Situated along the Raritan River, Rutgers University (RU) is the eighth-oldest college in the United States. Founded in 1766; it was designated as the State University of New Jersey in 1945. The main campus, located in New Brunswick, has a unique geographic layout indicative of the university's cumulative growth over the years. The New Brunswick campus is comprised of five districts, spread across five square miles and connected by several university-operated bus routes. The five districts and their academic emphases are: Busch: natural sciences, engineering and health sciences; College Avenue: liberal arts; Cook/Douglass: agricultural and environmental sciences, and the historic residential women's college; and Livingston: social sciences and business.

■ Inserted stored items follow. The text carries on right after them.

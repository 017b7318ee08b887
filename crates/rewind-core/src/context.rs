//! Per-instance store data.
//!
//! This module provides:
//! - [`AsyncifyContext`]: Store data reachable from every wrapped import
//! - [`LogEntry`] and [`LogLevel`]: Structured logging from guest code
//! - [`ExecutionMetrics`]: Transition counters and timings

use std::time::{Duration, Instant};

use wasmtime::Store;

use crate::WasmEngine;
use crate::controller::Controller;
use rewind_common::{ExecutionConfig, ProtocolStateError, RuntimeError};

/// Per-instance execution context.
///
/// This struct is the data of the instance's [`Store`]. Wrapped imports
/// reach the [`Controller`] through it via [`wasmtime::Caller`], which keeps
/// all suspend/resume state scoped to exactly one instance.
pub struct AsyncifyContext {
    /// Unique instance identifier for tracing.
    pub instance_id: String,

    /// Logs collected from guest code.
    pub logs: Vec<LogEntry>,

    /// Execution metrics.
    pub metrics: ExecutionMetrics,

    /// Installed once the instance has been wired.
    controller: Option<Controller>,

    created_at: Instant,
}

/// A single log entry from guest code.
#[derive(Debug, Clone)]
pub struct LogEntry {
    /// Log level (debug, info, warn, error).
    pub level: LogLevel,

    /// Log message content.
    pub message: String,

    /// Timestamp when the log was recorded.
    pub timestamp: Instant,
}

/// Log level for guest logs.
#[derive(Debug, Clone, Copy, PartialEq, Eq)]
pub enum LogLevel {
    /// Debug-level messages.
    Debug,
    /// Informational messages.
    Info,
    /// Warning messages.
    Warn,
    /// Error messages.
    Error,
}

impl std::fmt::Display for LogLevel {
    fn fmt(&self, f: &mut std::fmt::Formatter<'_>) -> std::fmt::Result {
        match self {
            LogLevel::Debug => write!(f, "DEBUG"),
            LogLevel::Info => write!(f, "INFO"),
            LogLevel::Warn => write!(f, "WARN"),
            LogLevel::Error => write!(f, "ERROR"),
        }
    }
}

/// Execution metrics accumulated over the lifetime of an instance.
#[derive(Debug, Clone, Default)]
pub struct ExecutionMetrics {
    /// Completed logical export calls.
    pub calls: u64,

    /// Number of `start_unwind` transitions triggered by imports.
    pub unwinds: u64,

    /// Number of `start_rewind` transitions issued by exports.
    pub rewinds: u64,

    /// Fuel consumed by all calls.
    pub fuel_consumed: u64,

    /// Time spent awaiting suspended host values.
    pub suspended: Duration,
}

impl AsyncifyContext {
    /// Create a new context with the given instance ID.
    pub fn new(instance_id: String) -> Self {
        Self {
            instance_id,
            logs: Vec::new(),
            metrics: ExecutionMetrics::default(),
            controller: None,
            created_at: Instant::now(),
        }
    }

    /// Add a log entry.
    pub fn log(&mut self, level: LogLevel, message: String) {
        self.logs.push(LogEntry {
            level,
            message,
            timestamp: Instant::now(),
        });
    }

    /// Time since the instance was created.
    pub fn elapsed(&self) -> Duration {
        self.created_at.elapsed()
    }

    /// Returns `true` once the controller has been installed.
    pub fn is_wired(&self) -> bool {
        self.controller.is_some()
    }

    pub(crate) fn install(&mut self, controller: Controller) {
        self.controller = Some(controller);
    }

    pub(crate) fn controller(&self) -> Result<&Controller, ProtocolStateError> {
        self.controller
            .as_ref()
            .ok_or(ProtocolStateError::NotInitialized)
    }

    pub(crate) fn controller_mut(&mut self) -> Result<&mut Controller, ProtocolStateError> {
        self.controller
            .as_mut()
            .ok_or(ProtocolStateError::NotInitialized)
    }
}

/// Create a new Wasmtime store for one instance.
///
/// # Errors
///
/// Returns an error if fuel cannot be set on the store.
pub fn create_store(
    engine: &WasmEngine,
    config: &ExecutionConfig,
    instance_id: String,
) -> Result<Store<AsyncifyContext>, RuntimeError> {
    let context = AsyncifyContext::new(instance_id);
    let mut store = Store::new(engine.inner(), context);

    // The engine always compiles fuel checks in, so an unmetered store gets
    // an effectively unlimited budget.
    let fuel = if config.fuel_metering {
        config.max_fuel
    } else {
        u64::MAX
    };
    store
        .set_fuel(fuel)
        .map_err(|e| RuntimeError::invalid_config(format!("Failed to set fuel: {e}")))?;

    if engine.is_epoch_enabled() {
        store.set_epoch_deadline(config.segment_timeout_ticks);
    }

    Ok(store)
}

/// Get remaining fuel from a store.
pub fn get_remaining_fuel(store: &Store<AsyncifyContext>) -> Option<u64> {
    store.get_fuel().ok()
}

/// Calculate fuel consumed.
pub fn calculate_fuel_consumed(initial_fuel: u64, store: &Store<AsyncifyContext>) -> u64 {
    let remaining = get_remaining_fuel(store).unwrap_or(0);
    initial_fuel.saturating_sub(remaining)
}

For many years, the districts operated as individual residential colleges within the Rutgers system, with separate admissions and curriculum requirements. In 2006, Rutgers consolidated the five districts and their faculty, staff, and student populations so as to operate as one university rather than individual colleges. While this move unified the districts, increased efficiency, and expanded academic opportunity, it also created physical and operational challenges. The organizationally unified districts are physically separated from each other by Route 18 and the Raritan River, and cover an area that requires a major transit system. Today, the student experience in part is defined by travel, as many students must travel between districts to attend their classes. The need to travel affects not only academic and social life at Rutgers, but also the physical environment and connectivity of each district. The master plan focuses on decreasing the need to travel, on transforming the travel experience, and on improving the way that the districts function as a whole—all in support of the 2014 university-wide Strategic Plan.
Sasaki, in collaboration with RAMSA and VHB, began the master planning process in 2013. Planning for 2,677 acres and 40,000 students required a comprehensive approach at multiple scales. Working closely with the University, the team studied the natural system, open space, land use and mobility patterns of each district—assessing transportation networks, class schedules, space use and major destinations, to gain a deep understanding of how students, faculty, and staff move across the New Brunswick campus. Sasaki led these assessments, aided by in-house, data-driven tools such as MyCampus, a survey platform that simultaneously engaged the University community in the planning process and gathered data on patterns affecting the campus experience. In order to fully understand the impact of the physical environment and intra-campus travel, Sasaki Strategies developed a new tool that harnesses student datasets and converts them into visualizations that illustrate how students move between the districts based on their class schedule, residential location, and the Rutgers transit system, over the course of a given week in the semester. This new tool, nicknamed "The Swarm," allowed Sasaki to develop scenarios to assess the current patterns of movement resulting from class schedules and residential assignments, and to provide the University with potential strategies for reducing the amount of time that students spend on Rutgers buses.
After analyzing the several systems that shape the daily life of an average Rutgers student, Sasaki proposed establishing a transit hub in each district. The transit hubs are envisioned as gateways into the districts; improving the arrival experience as well as setting up a new model for future campus development. Each transit hub includes a common set of high-activity student destinations: a sheltered transit waiting area, food service amenities, classrooms, meeting rooms, study space, and dedicated commuter space. At the district scale, the transit hubs anchor the individual district frameworks, with new academic, research, commuter parking, and residential development clustered within a 10-minute walk of the hubs. At the campus scale, the transit hubs become the primary destination in each district, linked by an express bus route that provides connections between districts. These strategies are all aimed at the University's desire to "move ideas, not people"—minimizing travel, while maximizing interaction and learning.
Additional transportation-related improvements support the transit hubs, including a new bridge across Route 18 to directly connect Busch and Livingston for buses and bikes; bus rapid transit (BRT) improvements between College Avenue and Cook/Douglass; a pedestrian bridge over the Raritan River connecting College Ave to Johnson Park and the Rutgers Ecological Preserve; and a comprehensive bike network. These improvements will complement the transit hubs by increasing access to the districts and their destinations.
Strategic academic and student life initiatives unite the physical master plan and the University's strategic plan. The redevelopment of the heart of College Avenue will establish a transit hub, as well as a new student center, dining hall, and cluster of high-tech classrooms—all organized around a new quadrangle. The currently latent synergy between science and engineering at Busch and business at Livingston will be realized by means of the new bridge over Route 18 and by a new research park that will harness intellectual resources of the University, giving rise to new partnerships and innovation. The research park will also tie into a planned hotel and conference center, and link to recent retail development near the Livingston transit hub. The consolidation of the Cook and Douglass campus centers into an expanded Cook/Douglass campus center and transit hub, which will create a new hub of activity for all students. The phased renovation and redevelopment of existing residential facilities—one of the largest residential systems in the country, totaling 15,000 beds—will improve the undergraduate experience. New faculty and family housing will assist Rutgers in achieving recruitment and retention goals. In addition to these specific initiatives planned for the next ten years, the master plan is anchored by a flexible land use, open space, and mobility framework that will continue to guide development well into the future.